Task description
Please say how many lines in the records contain the word "warn", giving only the number.

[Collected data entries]

<<<<

//! HTTP Error Handling

use axum::{
    http::StatusCode,
    response::{IntoResponse, Response},
    Json,
};
use serde::{Deserialize, Serialize};

use crate::application::ApplicationError;

/// 统一错误响应格式，errno 与 HTTP 状态码一致
#[derive(Debug, Serialize, Deserialize)]
pub struct ErrorResponse {
    pub errno: i32,
    pub error: String,
}

impl ErrorResponse {
    pub fn new(errno: i32, error: impl Into<String>) -> Self {
        Self {
            errno,
            error: error.into(),
        }
    }
}

/// API 错误
#[derive(Debug)]
pub enum ApiError {
    NotFound(String),
    Validation(String),
    Internal(String),
}

impl ApiError {
    pub fn status(&self) -> StatusCode {
        match self {
            ApiError::NotFound(_) => StatusCode::NOT_FOUND,
            ApiError::Validation(_) => StatusCode::UNPROCESSABLE_ENTITY,
            ApiError::Internal(_) => StatusCode::INTERNAL_SERVER_ERROR,
        }
    }
}

impl IntoResponse for ApiError {
    fn into_response(self) -> Response {
        let status = self.status();
        let errno = i32::from(status.as_u16());

        let message = match self {
            ApiError::NotFound(msg) => {
                tracing::warn!(errno, error = %msg, "Resource not found");
                msg
            }
            ApiError::Validation(msg) => {
                tracing::warn!(errno, error = %msg, "Validation failed");
                msg
            }
            ApiError::Internal(msg) => {
                // 存储层细节只写日志，不返回给客户端
                tracing::error!(errno, error = %msg, "Operation failed");
                "Operation failed".to_string()
            }
        };

        (status, Json(ErrorResponse::new(errno, message))).into_response()
    }
}

impl From<ApplicationError> for ApiError {
    fn from(e: ApplicationError) -> Self {
        match e {
            ApplicationError::NotFound { .. } => ApiError::NotFound(e.to_string()),
            ApplicationError::ValidationError(msg) => ApiError::Validation(msg),
            ApplicationError::RepositoryError(msg) => ApiError::Internal(msg),
        }
    }
}

#[cfg(test)]
mod tests {
    use super::*;

    #[test]
    fn test_application_errors_map_to_status() {
        let not_found: ApiError = ApplicationError::not_found("List", "abc").into();
        assert_eq!(not_found.status(), StatusCode::NOT_FOUND);

        let invalid: ApiError = ApplicationError::validation("empty").into();
        assert_eq!(invalid.status(), StatusCode::UNPROCESSABLE_ENTITY);

        let failed: ApiError = ApplicationError::RepositoryError("boom".into()).into();
        assert_eq!(failed.status(), StatusCode::INTERNAL_SERVER_ERROR);
    }

    #[test]
    fn test_not_found_message_names_resource() {
        match ApiError::from(ApplicationError::not_found("List", "abc")) {
            ApiError::NotFound(msg) => assert_eq!(msg, "List not found: abc"),
            other => panic!("unexpected error: {:?}", other),
        }
    }
}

>>>>

Solution for this exercise
2